National Medical Services laboratory tested the bags found by Mr. Poper’s body and determined they were fentanyl analogs, a synthetic opioid that is 40 to 50 times stronger than street-level heroin. The lab also tested the material in the bags found in the defendant’s possession and found them to be fentanyl.
An autopsy by the Montgomery County Coroner’s Office determined that the cause of Mr. Poper’s death was drug intoxication caused by fentanyl, 3-methylfananyl, heroin, amphetamine and methadone. Forensic Pathologist Dr.
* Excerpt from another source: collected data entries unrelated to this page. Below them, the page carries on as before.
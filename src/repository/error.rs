// ==========================================
// 待打包订单发运系统 - 台账仓储错误类型
// ==========================================
// 工具: thiserror 派生宏
// ==========================================

use rusqlite::ErrorCode;
use thiserror::Error;

/// 台账仓储错误
#[derive(Error, Debug)]
pub enum RepositoryError {
    #[error("台账连接锁获取失败: {0}")]
    LockError(String),

    /// busy_timeout 内仍未拿到写锁
    #[error("数据库繁忙: {0}")]
    Busy(String),

    #[error("台账读写失败: {0}")]
    DatabaseQueryError(String),

    /// 阻塞线程池上的台账任务未正常结束
    #[error("台账任务异常中止: {0}")]
    BlockingTask(String),

    // ===== 数据质量错误 =====
    #[error("台账记录无法解析 (field={field}): {message}")]
    InvalidRow { field: String, message: String },
}

impl RepositoryError {
    /// 稍后重试可能成功
    pub fn is_transient(&self) -> bool {
        matches!(self, RepositoryError::Busy(_))
    }
}

impl From<tokio::task::JoinError> for RepositoryError {
    fn from(err: tokio::task::JoinError) -> Self {
        RepositoryError::BlockingTask(err.to_string())
    }
}

impl From<rusqlite::Error> for RepositoryError {
    fn from(err: rusqlite::Error) -> Self {
        match &err {
            rusqlite::Error::SqliteFailure(e, _)
                if matches!(e.code, ErrorCode::DatabaseBusy | ErrorCode::DatabaseLocked) =>
            {
                RepositoryError::Busy(err.to_string())
            }
            rusqlite::Error::SqliteFailure(_, Some(msg)) => {
                RepositoryError::DatabaseQueryError(msg.clone())
            }
            _ => RepositoryError::DatabaseQueryError(err.to_string()),
        }
    }
}

/// Result 类型别名
pub type RepositoryResult<T> = Result<T, RepositoryError>;
// ==========================================
// 待打包订单发运系统 - 服务入口
// ==========================================
// 技术栈: tokio + axum + SQLite
// 环境变量:
// - PACKING_DISPATCH_DB_PATH: 数据库路径
// - PACKING_DISPATCH_BIND: 监听地址（默认 127.0.0.1:8080）
// - PACKING_DISPATCH_LOG_JSON: JSON 日志
// ==========================================

use anyhow::Context;
use packing_dispatch::app::{get_default_db_path, router, AppState};
use packing_dispatch::logging;
use std::sync::Arc;

const BIND_ENV: &str = "PACKING_DISPATCH_BIND";
const DEFAULT_BIND: &str = "127.0.0.1:8080";

#[tokio::main]
async fn main() -> anyhow::Result<()> {
    // 初始化日志系统
    logging::init();

    tracing::info!("==================================================");
    tracing::info!("{}", packing_dispatch::APP_NAME);
    tracing::info!("系统版本: {}", packing_dispatch::VERSION);
    tracing::info!("==================================================");

    let db_path = get_default_db_path();
    tracing::info!("使用数据库: {}", db_path);

    let state = AppState::new(db_path)
        .await
        .map_err(anyhow::Error::msg)
        .context("无法初始化AppState")?;

    let bind = std::env::var(BIND_ENV)
        .ok()
        .filter(|v| !v.trim().is_empty())
        .unwrap_or_else(|| DEFAULT_BIND.to_string());

    let listener = tokio::net::TcpListener::bind(&bind)
        .await
        .with_context(|| format!("无法监听 {}", bind))?;
    tracing::info!(addr = %bind, "HTTP 服务已启动");

    axum::serve(listener, router(Arc::new(state)))
        .with_graceful_shutdown(shutdown_signal())
        .await
        .context("HTTP 服务异常退出")?;

    tracing::info!("服务已停止");
    Ok(())
}

async fn shutdown_signal() {
    if let Err(e) = tokio::signal::ctrl_c().await {
        tracing::warn!(error = %e, "无法监听退出信号");
    }
}
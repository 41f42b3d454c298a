// ==========================================
// 并发导入测试
// ==========================================
// 测试目标: 多个会话同时导入/发运时暂存互不干扰
// ==========================================


use packing_dispatch::api::shipment_api::MSG_DISPATCH_IN_PROGRESS;
use packing_dispatch::domain::DispatchStatus;
use packing_dispatch::logging;
use std::sync::Arc;
use std::time::{Duration, Instant};
use test_helpers::{
    build_state, create_test_db, order_row, orders_xlsx, RecordingSupplyService, ScriptedCarrier,
};

#[tokio::test(flavor = "multi_thread", worker_threads = 4)]
async fn test_concurrent_sessions_import_and_dispatch() {
    logging::init_test();

    let (_temp_file, db_path) = create_test_db().expect("Failed to create test db");
    let carrier = ScriptedCarrier::new();
    let state = Arc::new(
        build_state(&db_path, carrier.clone(), RecordingSupplyService::accepting()).await,
    );

    let start = Instant::now();
    let mut handles = Vec::new();
    for i in 0..8 {
        let state = Arc::clone(&state);
        handles.push(tokio::spawn(async move {
            let session = format!("session-{}", i);
            let referencia = format!("REF-{}", i);
            let bytes = orders_xlsx(&[
                Some(order_row(&referencia, &format!("UCC-{}-1", i), "64000")),
                Some(order_row(&referencia, &format!("UCC-{}-2", i), "64000")),
            ]);

            let imported = state
                .shipment_api
                .import_file(&session, "ordenes.xlsx", &bytes)
                .await
                .unwrap();
            assert_eq!(imported.status, 1);

            let staged = state.shipment_api.list_staged(&session).unwrap();
            assert!(staged.data.iter().all(|row| row.referencia == referencia));

            state.shipment_api.dispatch(&session).await.unwrap()
        }));
    }

    for handle in handles {
        let response = handle.await.unwrap();
        assert_eq!(response.status, 1);
        assert_eq!(response.report.total_groups, 1);
        assert_eq!(response.report.outcomes[0].status, DispatchStatus::Succeeded);
    }

    println!("8 个会话并发导入+发运耗时: {:?}", start.elapsed());

    assert_eq!(carrier.calls().len(), 8);
    assert!(state.staging.is_empty().unwrap());
}

#[tokio::test]
async fn test_reimport_replaces_previous_batch() {
    let (_temp_file, db_path) = create_test_db().expect("Failed to create test db");
    let state = build_state(
        &db_path,
        ScriptedCarrier::new(),
        RecordingSupplyService::accepting(),
    )
    .await;

    let first = orders_xlsx(&[
        Some(order_row("REF-A", "UCC-001", "64000")),
        Some(order_row("REF-B", "UCC-002", "64000")),
    ]);
    let second = orders_xlsx(&[Some(order_row("REF-C", "UCC-003", "64000"))]);

    let a = state
        .shipment_api
        .import_file("s1", "ordenes.xlsx", &first)
        .await
        .unwrap();
    let b = state
        .shipment_api
        .import_file("s1", "ordenes.xlsx", &second)
        .await
        .unwrap();
    assert_ne!(a.batch_id, b.batch_id);

    let staged = state.shipment_api.list_staged("s1").unwrap();
    assert_eq!(staged.batch_id, b.batch_id);
    assert_eq!(staged.data.len(), 1);
    assert_eq!(staged.data[0].referencia, "REF-C");
}

#[tokio::test(flavor = "multi_thread", worker_threads = 4)]
async fn test_overlapping_dispatch_of_one_session_calls_carrier_once() {
    let (_tmp, db_path) = create_test_db().unwrap();
    let carrier = ScriptedCarrier::new();
    carrier.set_delay(Duration::from_millis(100));
    let state = build_state(&db_path, carrier.clone(), RecordingSupplyService::accepting()).await;

    let bytes = orders_xlsx(&[Some(order_row("REF-A", "UCC-001", "64000"))]);
    state.shipment_api.import_file("s", "ordenes.xlsx", &bytes).await.unwrap();

    let (first, second) = tokio::join!(
        state.shipment_api.dispatch("s"),
        state.shipment_api.dispatch("s")
    );
    let (first, second) = (first.unwrap(), second.unwrap());

    assert_eq!(carrier.call_count("REF-A"), 1);

    let (done, refused) = if first.report.total_groups == 1 {
        (first, second)
    } else {
        (second, first)
    };
    assert_eq!(done.status, 1);
    assert_eq!(done.report.succeeded, 1);
    assert_eq!(refused.status, 0);
    assert_eq!(refused.message, MSG_DISPATCH_IN_PROGRESS);
    assert_eq!(refused.report.total_groups, 0);

    // 发运结束后释放，会话可再次发运
    let after = state.shipment_api.dispatch("s").await.unwrap();
    assert_eq!(after.status, 1);
    assert_eq!(after.message, "Nothing to dispatch");
    assert_eq!(carrier.call_count("REF-A"), 1);
}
Khalil S. Wardak opined that the drug intoxication was responsible for his death.
Paravati is charged with Drug Delivery Resulting in Death, which is a felony criminal homicide charge that could result in a sentence of up to 40 years—a similar penalty to third-degree murder—as well as Possession with Intent to Deliver, Criminal Use of a Communication Facility, Recklessly Endangering Another Person and other charges.
“Gregory Poper died from being poisoned. Dealers delivering poison right to the doors of Montgomery County residents, preying upon those suffering from the disease of addiction, should think twice about coming over our borders,” said Steele. “I’ll say it again: if you deal drugs like pills, heroin or fentanyl and we can prove that the drugs you sold caused someone’s death, you will be charged with homicide—Drug Delivery Resulting in Death. This is our eighth arrest for this charge in 2017, and more arrests are in the works. Our law enforcement agencies are committed to stemming the tide of the pain, suffering, addiction and death that those who traffic poison are raining down on our communities.”
Paravati was arraigned today before Magisterial District Judge Francis J. Bernhardt III, who set bail at $500,000 cash. The defendant was unable to post bail and was remanded to the Montgomery County Correctional Facility. A preliminary hearing is set for 9:30 a.m., Nov. 30, 2017, before Judge Bernhardt.
The case will be prosecuted by Assistant District Attorney Tonya Lupinacci.